= EXERCISE =
What lines in the records below mention "FIRE"? List them all.

[[ DATASET RECORDS, beginning ]]

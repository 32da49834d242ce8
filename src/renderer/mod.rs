//! Canvas 2D rendering module
//!
//! Rendering is split in two: `render` turns a `GameState` into a flat draw
//! list without touching any platform API, and a `Surface` replays that list.
//! The browser surface wraps a `CanvasRenderingContext2d`; tests replay into a
//! recorder.

pub mod shapes;

#[cfg(target_arch = "wasm32")]
mod canvas;

#[cfg(target_arch = "wasm32")]
pub use canvas::CanvasSurface;

use glam::Vec2;

use crate::sim::{Color, GameMode, GameState};

/// Horizontal text anchoring
#[derive(Debug, Clone, Copy, PartialEq, Eq)]
pub enum TextAlign {
    Left,
    Center,
}

impl TextAlign {
    pub fn as_str(&self) -> &'static str {
        match self {
            TextAlign::Left => "left",
            TextAlign::Center => "center",
        }
    }
}

/// One drawing primitive, in canvas pixels
#[derive(Debug, Clone, PartialEq)]
pub enum DrawCmd {
    Rect {
        pos: Vec2,
        size: Vec2,
        color: Color,
    },
    /// Closed, filled polygon
    Polygon { points: Vec<Vec2>, color: Color },
    /// Filled circular sector swept clockwise from `start` to `end`
    Arc {
        center: Vec2,
        radius: f32,
        start: f32,
        end: f32,
        color: Color,
    },
    Line {
        from: Vec2,
        to: Vec2,
        width: f32,
        color: Color,
    },
    Text {
        text: String,
        pos: Vec2,
        /// Font size in pixels
        size: f32,
        color: Color,
        align: TextAlign,
    },
}

/// Something that can execute draw commands
pub trait Surface {
    fn fill_rect(&mut self, pos: Vec2, size: Vec2, color: Color);
    fn fill_polygon(&mut self, points: &[Vec2], color: Color);
    fn fill_arc(&mut self, center: Vec2, radius: f32, start: f32, end: f32, color: Color);
    fn stroke_line(&mut self, from: Vec2, to: Vec2, width: f32, color: Color);
    fn fill_text(&mut self, text: &str, pos: Vec2, size: f32, color: Color, align: TextAlign);
}

/// A complete frame's draw list
#[derive(Debug, Clone, Default, PartialEq)]
pub struct Frame {
    pub commands: Vec<DrawCmd>,
}

impl Frame {
    pub fn push(&mut self, cmd: DrawCmd) {
        self.commands.push(cmd);
    }

    pub fn rect(&mut self, pos: Vec2, size: Vec2, color: Color) {
        self.push(DrawCmd::Rect { pos, size, color });
    }

    pub fn text(&mut self, text: impl Into<String>, pos: Vec2, size: f32, color: Color, align: TextAlign) {
        self.push(DrawCmd::Text {
            text: text.into(),
            pos,
            size,
            color,
            align,
        });
    }

    pub fn len(&self) -> usize {
        self.commands.len()
    }

    pub fn is_empty(&self) -> bool {
        self.commands.is_empty()
    }

    /// All text drawn this frame, in order
    pub fn texts(&self) -> impl Iterator<Item = &str> {
        self.commands.iter().filter_map(|cmd| match cmd {
            DrawCmd::Text { text, .. } => Some(text.as_str()),
            _ => None,
        })
    }

    /// Replay the list onto a surface
    pub fn draw(&self, surface: &mut impl Surface) {
        for cmd in &self.commands {
            match cmd {
                DrawCmd::Rect { pos, size, color } => surface.fill_rect(*pos, *size, *color),
                DrawCmd::Polygon { points, color } => surface.fill_polygon(points, *color),
                DrawCmd::Arc {
                    center,
                    radius,
                    start,
                    end,
                    color,
                } => surface.fill_arc(*center, *radius, *start, *end, *color),
                DrawCmd::Line {
                    from,
                    to,
                    width,
                    color,
                } => surface.stroke_line(*from, *to, *width, *color),
                DrawCmd::Text {
                    text,
                    pos,
                    size,
                    color,
                    align,
                } => surface.fill_text(text, *pos, *size, *color, *align),
            }
        }
    }
}

/// HUD and overlay font size (logical units)
const HUD_TEXT_SIZE: f32 = 20.0;
const TITLE_TEXT_SIZE: f32 = 40.0;
const INFO_TEXT_SIZE: f32 = 14.0;

/// Build the full draw list for the current state.
///
/// Every entity is drawn, on screen or not; the Title screen shows only the
/// background and its overlay.
pub fn render(state: &GameState) -> Frame {
    let vp = state.viewport;
    let scale = vp.scale;
    let mut frame = Frame::default();

    frame.rect(Vec2::ZERO, Vec2::new(vp.width, vp.height), Color::Background);

    if state.mode == GameMode::Title {
        title_overlay(&mut frame, state);
        return frame;
    }

    if !state.player.destroyed {
        shapes::player(&mut frame, &state.player, scale);
    }
    for bullet in &state.bullets {
        shapes::bullet(&mut frame, bullet, scale);
    }
    for enemy in &state.enemies {
        shapes::enemy(&mut frame, enemy, scale);
    }
    for trooper in state.landed.iter() {
        shapes::landed_trooper(&mut frame, trooper, scale);
    }
    for particle in &state.particles {
        shapes::particle(&mut frame, particle, scale);
    }

    let baseline = vp.height - vp.px(10.0);
    frame.text(
        format!("SCORE: {}", state.score),
        Vec2::new(vp.px(20.0), baseline),
        vp.px(HUD_TEXT_SIZE),
        Color::Cyan,
        TextAlign::Left,
    );
    frame.text(
        format!("HIGH SCORE: {}", state.high_score.best),
        Vec2::new(vp.width - vp.px(250.0), baseline),
        vp.px(HUD_TEXT_SIZE),
        Color::Cyan,
        TextAlign::Left,
    );

    if state.mode == GameMode::GameOver {
        game_over_overlay(&mut frame, state);
    }
    frame
}

fn overlay(frame: &mut Frame, state: &GameState, heading: &str, lines: &[String]) {
    let vp = state.viewport;
    let cx = vp.center_x();
    let mut y = vp.height * 0.35;
    frame.text(heading, Vec2::new(cx, y), vp.px(TITLE_TEXT_SIZE), Color::Magenta, TextAlign::Center);
    for line in lines {
        y += vp.px(INFO_TEXT_SIZE * 3.0);
        frame.text(line.as_str(), Vec2::new(cx, y), vp.px(INFO_TEXT_SIZE), Color::White, TextAlign::Center);
    }
}

fn title_overlay(frame: &mut Frame, state: &GameState) {
    let lines = [
        "ARROW KEYS TO AIM, SPACE TO FIRE".to_string(),
        "ON MOBILE: TAP TO AIM & FIRE".to_string(),
        format!("HIGH SCORE: {}", state.high_score.best),
        "CLICK OR TAP TO START".to_string(),
    ];
    overlay(frame, state, "PARATROOPER", &lines);
}

fn game_over_overlay(frame: &mut Frame, state: &GameState) {
    let lines = [
        format!("FINAL SCORE: {}", state.score),
        "CLICK OR TAP TO RESTART".to_string(),
    ];
    overlay(frame, state, "GAME OVER", &lines);
}

#[cfg(test)]
mod tests {
    use super::*;
    use crate::sim::{Aircraft, Bullet, Enemy, Trooper};

    /// Surface that records what it was asked to draw
    #[derive(Default)]
    struct Recorder {
        rects: usize,
        polygons: usize,
        arcs: usize,
        lines: usize,
        texts: Vec<String>,
    }

    impl Surface for Recorder {
        fn fill_rect(&mut self, _pos: Vec2, _size: Vec2, _color: Color) {
            self.rects += 1;
        }
        fn fill_polygon(&mut self, _points: &[Vec2], _color: Color) {
            self.polygons += 1;
        }
        fn fill_arc(&mut self, _center: Vec2, _radius: f32, _start: f32, _end: f32, _color: Color) {
            self.arcs += 1;
        }
        fn stroke_line(&mut self, _from: Vec2, _to: Vec2, _width: f32, _color: Color) {
            self.lines += 1;
        }
        fn fill_text(&mut self, text: &str, _pos: Vec2, _size: f32, _color: Color, _align: TextAlign) {
            self.texts.push(text.to_string());
        }
    }

    fn playing() -> GameState {
        let mut state = GameState::with_seed(1);
        state.mode = GameMode::Playing;
        state
    }

    #[test]
    fn test_title_shows_only_background_and_overlay() {
        let state = GameState::with_seed(1);
        let frame = render(&state);
        assert!(matches!(
            frame.commands[0],
            DrawCmd::Rect {
                color: Color::Background,
                ..
            }
        ));
        assert!(frame.texts().any(|t| t == "PARATROOPER"));
        assert!(frame.texts().any(|t| t == "CLICK OR TAP TO START"));
        assert!(!frame.commands.iter().any(|c| matches!(c, DrawCmd::Line { .. })));
    }

    #[test]
    fn test_playing_draws_turret_and_hud() {
        let mut state = playing();
        state.score = 45;
        state.high_score.best = 300;
        let frame = render(&state);
        assert!(frame.commands.iter().any(|c| matches!(c, DrawCmd::Line { color: Color::Cyan, .. })));
        assert!(frame.texts().any(|t| t == "SCORE: 45"));
        assert!(frame.texts().any(|t| t == "HIGH SCORE: 300"));
        assert!(!frame.texts().any(|t| t == "GAME OVER"));
    }

    #[test]
    fn test_destroyed_turret_is_hidden() {
        let mut state = playing();
        let before = render(&state);
        state.player.destroyed = true;
        let after = render(&state);
        assert!(!after.commands.iter().any(|c| matches!(c, DrawCmd::Line { .. })));
        assert!(after.len() < before.len());
    }

    #[test]
    fn test_game_over_overlay_reports_final_score() {
        let mut state = playing();
        state.mode = GameMode::GameOver;
        state.score = 120;
        let frame = render(&state);
        assert!(frame.texts().any(|t| t == "GAME OVER"));
        assert!(frame.texts().any(|t| t == "FINAL SCORE: 120"));
    }

    #[test]
    fn test_draw_cost_grows_with_entities() {
        let mut state = playing();
        let base = render(&state).len();
        state.bullets.push(Bullet {
            pos: Vec2::new(-500.0, -500.0),
            vel: Vec2::ZERO,
        });
        state.enemies.push(Enemy::Helicopter(Aircraft {
            pos: Vec2::new(5000.0, 50.0),
            size: Vec2::new(60.0, 25.0),
            speed: -2.0,
            drop_timer_ms: 1000.0,
            health: 2,
        }));
        // Off-screen entities are still drawn
        assert_eq!(render(&state).len(), base + 1 + 3);

        state.landed.left.push(Trooper {
            pos: Vec2::new(350.0, 560.0),
            size: Vec2::new(10.0, 40.0),
            speed_y: 0.8,
            has_chute: false,
        });
        assert_eq!(render(&state).len(), base + 1 + 3 + 4);
    }

    #[test]
    fn test_frame_replays_every_command() {
        let mut state = playing();
        state.enemies.push(Enemy::Trooper(Trooper {
            pos: Vec2::new(200.0, 100.0),
            size: Vec2::new(10.0, 40.0),
            speed_y: 0.8,
            has_chute: true,
        }));
        let frame = render(&state);
        let mut recorder = Recorder::default();
        frame.draw(&mut recorder);

        assert_eq!(recorder.arcs, 1);
        // Barrel plus two chute cords
        assert_eq!(recorder.lines, 3);
        assert_eq!(recorder.polygons, 0);
        assert_eq!(recorder.texts.len(), 2);
        assert_eq!(
            recorder.rects + recorder.arcs + recorder.lines + recorder.texts.len(),
            frame.len()
        );
    }
}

[[ DATASET RECORDS, end ]]

= OUTPUT OF THE TASK =
        "ARROW KEYS TO AIM, SPACE TO FIRE".to_string(),
        "ON MOBILE: TAP TO AIM & FIRE".to_string(),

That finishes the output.